Set a statement timeout and a small pool. Generated SQL should be fast — a slow query is usually a sign of a malformed question or a missing index, not a real long-running report.

import { Pool } from "pg";
const pool = new Pool({
connectionString: process.env.DATABASE_URL,
max: 10,
statement_timeout: 5000, // 5s — adjust to your workload
idle_in_transaction_session_timeout: 5000,
});

Wrap generated SQL with a hard row cap before execution. This protects against questions like “show me every row in this 100M-row table” that are valid SQL but useless to render.

const { sql } = await ask({ question, schema, dialect: "postgres", model });
const cappedSql = `SELECT * FROM (${sql}) AS askdb_q LIMIT 1000`;

Log every question, every generated SQL string, the user who asked, and the outcome. Keep it in your existing logging system — AskDB doesn’t log on your behalf.

import { ask } from "@askdb/core";
import { logger } from "./logger.js";
const correlationId = crypto.randomUUID();
logger.info({ correlationId, userId, question }, "askdb.question");
try {
const { sql } = await ask({ question, schema, dialect: "postgres", model });
logger.info({ correlationId, sql }, "askdb.generated");
const rows = await pool.query(sql);
logger.info({ correlationId, rowCount: rows.rowCount }, "askdb.executed");
return rows;
} catch (error) {
logger.error({ correlationId, error }, "askdb.error");
throw error;
}

The optional structured logger in @askdb/core (createAskDbLogger) emits standard events you can wire into Pino.

For high-stakes questions — anything that touches sensitive data, or that runs against production reporting databases — show the SQL to a human before executing.

A common pattern:

  1. Call ask() and return { sql } (no execution).
  2. Render the SQL in the UI with the question for context.
  3. On user confirmation, POST the SQL back to a separate execution endpoint that runs it under the read-only role.

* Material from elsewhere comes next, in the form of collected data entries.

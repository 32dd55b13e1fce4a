//! Single drain loop between the connection handlers and the batch logger.
//!
//! Handlers push records onto a lock-free [`RecordQueue`] shared by every
//! connection. One consumer thread pops them and feeds the
//! [`BatchLogger`](crate::batch_logger::BatchLogger).
//!
//! The loop polls instead of parking on the queue: under a steady
//! high-throughput stream this keeps latency minimal at the cost of one busy
//! core while idle. [`Backoff`] turns the idle spin into `yield_now` calls
//! after a few rounds. Records still queued when the stop signal arrives are
//! dropped; the partial batch already screened is flushed before the logger
//! is closed.

use crate::batch_logger::BatchLogger;
use crate::errors::ServerError;
use crate::protocol::Record;
use crate::shutdown::ShutdownParticipant;

use crossbeam::queue::SegQueue;
use crossbeam::utils::Backoff;
use std::io::Write;
use std::sync::atomic::{AtomicBool, Ordering};
use std::sync::{Arc, Mutex, PoisonError};
use std::thread::{self, JoinHandle};

/// Unbounded multi-producer queue of records shared by all connections.
pub type RecordQueue = SegQueue<Record>;

/// Drains the [`RecordQueue`] into a [`BatchLogger`] on a dedicated thread.
pub struct RecordConsumer<W: Write + Send + 'static> {
    queue: Arc<RecordQueue>,
    logger: Arc<BatchLogger<W>>,
    active: Arc<AtomicBool>,
    thread: Mutex<Option<JoinHandle<()>>>,
}

impl<W: Write + Send + 'static> RecordConsumer<W> {
    /// Creates a stopped consumer.
    pub fn new(queue: Arc<RecordQueue>, logger: Arc<BatchLogger<W>>) -> Self {
        Self {
            queue,
            logger,
            active: Arc::new(AtomicBool::new(true)),
            thread: Mutex::new(None),
        }
    }

    /// Starts the drain thread. Calling it again while running has no effect.
    pub fn start(&self) -> Result<(), ServerError> {
        let mut guard = self.thread.lock().unwrap_or_else(PoisonError::into_inner);

        if guard.is_some() {
            log::warn!("Record consumer thread already running");
            return Ok(());
        }

        let queue = self.queue.clone();
        let logger = self.logger.clone();
        let active = self.active.clone();

        let handle = thread::Builder::new()
            .name("record-consumer".into())
            .spawn(move || drain(&queue, &logger, &active))
            .map_err(|e| ServerError::ThreadError(e.to_string()))?;

        log::info!("Record consumer thread started");
        *guard = Some(handle);
        Ok(())
    }

    /// Tells the drain loop to stop. The thread flushes and closes the logger
    /// on its way out.
    pub fn stop(&self) {
        self.active.store(false, Ordering::SeqCst);
    }

    /// Blocks until the drain thread has exited. Returns immediately if it
    /// was never started or has already been joined.
    pub fn wait_for_finish(&self) {
        let handle = self
            .thread
            .lock()
            .unwrap_or_else(PoisonError::into_inner)
            .take();

        if let Some(handle) = handle {
            log::debug!("Waiting for record consumer thread to finish");
            if handle.join().is_err() {
                log::error!("Record consumer thread panicked");
            } else {
                log::info!("Record consumer thread joined");
            }
        }
    }
}

impl<W: Write + Send + 'static> ShutdownParticipant for RecordConsumer<W> {
    fn on_terminate(&self) {
        self.stop();
    }

    fn name(&self) -> String {
        "record consumer".to_string()
    }
}

fn drain<W: Write + Send>(queue: &RecordQueue, logger: &BatchLogger<W>, active: &AtomicBool) {
    let backoff = Backoff::new();
    let mut consumed = 0u64;

    while active.load(Ordering::SeqCst) {
        match queue.pop() {
            Some(value) => {
                logger.log_number(value);
                consumed += 1;
                backoff.reset();
            }
            None => backoff.snooze(),
        }
    }

    if !queue.is_empty() {
        log::info!(
            "Record consumer stopping with {} records left in the queue",
            queue.len()
        );
    }
    log::debug!("Record consumer drained {} records", consumed);

    logger.flush();
    logger.close();
}

#[cfg(test)]
mod tests {
    use super::*;
    use crate::report::Report;
    use crate::screener::MarkerScreener;
    use std::time::{Duration, Instant};

    fn logger() -> Arc<BatchLogger<Vec<u8>>> {
        Arc::new(BatchLogger::new(
            Vec::new(),
            Box::new(MarkerScreener::new(999_999_999).unwrap()),
            1_000,
        ))
    }

    fn producer(queue: &Arc<RecordQueue>, values: &'static [u32]) -> thread::JoinHandle<()> {
        let queue = queue.clone();
        thread::spawn(move || {
            for v in values {
                queue.push(*v);
            }
        })
    }

    fn wait_for_empty(queue: &RecordQueue) {
        let deadline = Instant::now() + Duration::from_secs(2);
        while !queue.is_empty() && Instant::now() < deadline {
            thread::sleep(Duration::from_millis(5));
        }
        // Let the consumer finish the record it just popped.
        thread::sleep(Duration::from_millis(50));
    }

    #[test]
    fn test_simple_input() {
        let queue = Arc::new(RecordQueue::new());
        let logger = logger();
        let consumer = RecordConsumer::new(queue.clone(), logger.clone());
        consumer.start().unwrap();

        producer(
            &queue,
            &[
                123_456_789,
                123_456_789,
                323_456_789,
                423_456_789,
                523_456_789,
                223_456_789,
            ],
        )
        .join()
        .unwrap();

        wait_for_empty(&queue);
        consumer.on_terminate();
        consumer.wait_for_finish();

        assert_eq!(
            logger.get_report(),
            Report {
                duplicates: 1,
                uniques: 5,
                total_uniques: 5
            }
        );
        assert!(logger.is_closed());
    }

    #[test]
    fn test_multiple_producers() {
        let queue = Arc::new(RecordQueue::new());
        let logger = logger();
        let consumer = RecordConsumer::new(queue.clone(), logger.clone());
        consumer.start().unwrap();
        consumer.start().unwrap();

        let producers = vec![
            producer(
                &queue,
                &[123_456_789, 223_456_789, 323_456_789, 423_456_789, 523_456_789],
            ),
            producer(&queue, &[0, 111_111_111, 0]),
            producer(&queue, &[222_222_222, 123_456_789, 333_333_333, 444_444_444]),
            producer(
                &queue,
                &[
                    987_654_321,
                    987_654_322,
                    987_654_323,
                    987_654_324,
                    987_654_325,
                    987_654_326,
                    987_654_326,
                ],
            ),
            producer(&queue, &[999_999_999]),
        ];
        for p in producers {
            p.join().unwrap();
        }

        wait_for_empty(&queue);
        consumer.stop();
        consumer.wait_for_finish();

        let report = logger.get_report();
        assert_eq!(report.uniques + report.duplicates, 20);
        assert_eq!(report.total_uniques, 17);
        assert_eq!(report.duplicates, 3);
    }

    #[test]
    fn test_flushes_partial_batch_on_stop() {
        let queue = Arc::new(RecordQueue::new());
        let logger = logger();
        let consumer = RecordConsumer::new(queue.clone(), logger.clone());
        consumer.start().unwrap();

        queue.push(42);
        wait_for_empty(&queue);
        assert!(logger.pending_bytes() > 0);

        consumer.stop();
        consumer.wait_for_finish();
        consumer.wait_for_finish();

        assert_eq!(logger.pending_bytes(), 0);
        assert!(logger.is_closed());
    }

    #[test]
    fn test_queue_left_behind_after_stop_is_not_processed() {
        let queue = Arc::new(RecordQueue::new());
        let logger = logger();
        let consumer = RecordConsumer::new(queue.clone(), logger.clone());
        consumer.start().unwrap();
        consumer.stop();
        consumer.wait_for_finish();

        queue.push(7);
        thread::sleep(Duration::from_millis(20));
        assert_eq!(queue.len(), 1);
        assert_eq!(logger.get_report().total_uniques, 0);
    }
}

This works because AskDB returns validated SQL as a value — your application controls when, if, and how it runs.

Mark sensitive columns in the schema artifact:

columns:
- id: table:users#email
name: email
sensitive: true

Then choose the prompt-construction behavior per deployment:

  • Default — sensitive columns appear in the prompt with a sensitivity tag. The model knows to be cautious.
  • Strict — set modes.omitSensitiveFromPrompt: true in askdb.config.ts (or pass --omit-sensitive-from-prompt) to omit sensitive columns from the prompt entirely. The model can’t propose them because it doesn’t know they exist.

See Privacy model for what crosses the boundary in each mode.

If your app is multi-tenant, declare tenant policy in the schema artifact and pass a tenantScope to every ask() call. AskDB enforces the tenant predicate at generation time. See Multi-tenancy.